#### Work request:
Whenever a line in the entries below contains "PivotedQR", copy that line.

[Records for the exercise Boundary: Start]

//! Reconstruction of a matrix from sampled columns and rows.
//!
//! Let $C$ be the sampled columns and $R$ the sampled rows of $A$. With
//! $Q_c$ an orthonormal basis of the range of $C$ and $Q_r$ an orthonormal
//! basis of the range of $R^H$, the approximation is
//! $$
//! A \approx Q_c B Q_r^H,\quad B = Q_c^H A Q_r.
//! $$
//! The pseudo-inverses of $C$ and $R$ are never formed. The rank $k$
//! approximation replaces $B$ by its best rank $k$ approximation $B_k$,
//! computed from an SVD of the small core matrix $B$ only.

use crate::pivoted_qr::PivotedQR;
use crate::qr::{LQTraits, QRTraits, LQ, QR};
use crate::svd::{SvdBackend, SVD};
use crate::types::{Result, RustyCurError, Scalar};
use log::warn;
use ndarray::{Array1, Array2, ArrayView2};

/// Numerical rank threshold for the rank diagnostics of the sampled columns.
const RANK_DIAGNOSTIC_TOL: f64 = 1E-10;

pub struct CurApproximation<A: Scalar> {
    /// Orthonormal basis $Q_c$ of the sampled columns (m x c).
    pub qc: Array2<A>,
    /// Core matrix $B = Q_c^H A Q_r$ (c x r).
    pub core: Array2<A>,
    /// Orthonormal rows $Q_r^H$ spanning the sampled rows (r x n).
    pub qr_adjoint: Array2<A>,
    /// Rank k SVD of the core matrix, if requested.
    pub core_svd: Option<SVD<A>>,
}

impl<A: PivotedQR> CurApproximation<A> {
    /// Compute the approximation of `mat` from its sampled columns `c` and rows `r`.
    ///
    /// The rank k SVD of the core is only computed when `with_core_svd` is set.
    /// A target rank larger than the core dimensions is always an error.
    pub fn compute<B: SvdBackend<A>>(
        mat: ArrayView2<A>,
        c: ArrayView2<A>,
        r: ArrayView2<A>,
        rank: usize,
        with_core_svd: bool,
        backend: &B,
    ) -> Result<Self> {
        let available = c.ncols().min(mat.nrows()).min(r.nrows().min(mat.ncols()));
        if rank > available {
            return Err(RustyCurError::RankError { rank, available });
        }

        let col_qr = QR::<A>::compute_from(c)?;
        let numerical_rank = col_qr.numerical_rank(RANK_DIAGNOSTIC_TOL);
        if numerical_rank < rank {
            warn!(
                "Sampled columns have numerical rank {} below the target rank {}",
                numerical_rank, rank
            );
        }

        let qc = col_qr.q;
        let qr_adjoint = LQ::<A>::compute_from(r)?.q;

        let qc_adjoint = qc.t().map(|item| item.conj());
        let qr = qr_adjoint.t().map(|item| item.conj());
        let core = qc_adjoint.dot(&mat).dot(&qr);

        let core_svd = if with_core_svd {
            Some(backend.thin_svd(core.view())?.compress_rank(rank)?)
        } else {
            None
        };

        Ok(CurApproximation {
            qc,
            core,
            qr_adjoint,
            core_svd,
        })
    }

    /// The approximation $Q_c B Q_r^H$.
    pub fn to_mat(&self) -> Array2<A> {
        self.qc.dot(&self.core).dot(&self.qr_adjoint)
    }

    /// The rank k approximation $Q_c B_k Q_r^H$, if the core SVD was computed.
    pub fn to_mat_truncated(&self) -> Option<Array2<A>> {
        self.core_svd
            .as_ref()
            .map(|svd| self.qc.dot(&svd.to_mat()).dot(&self.qr_adjoint))
    }

    /// The k retained singular values of the core matrix in descending order.
    pub fn core_singular_values(&self) -> Option<&Array1<A::Real>> {
        self.core_svd.as_ref().map(|svd| &svd.s)
    }

    /// The smallest retained singular value $\sigma_k(B)$.
    pub fn sigma_k(&self) -> Option<A::Real> {
        self.core_singular_values()
            .and_then(|sigma| sigma.iter().last().copied())
    }
}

[Records for the exercise Boundary: End]

#### Output for this task:
use crate::pivoted_qr::PivotedQR;
impl<A: PivotedQR> CurApproximation<A> {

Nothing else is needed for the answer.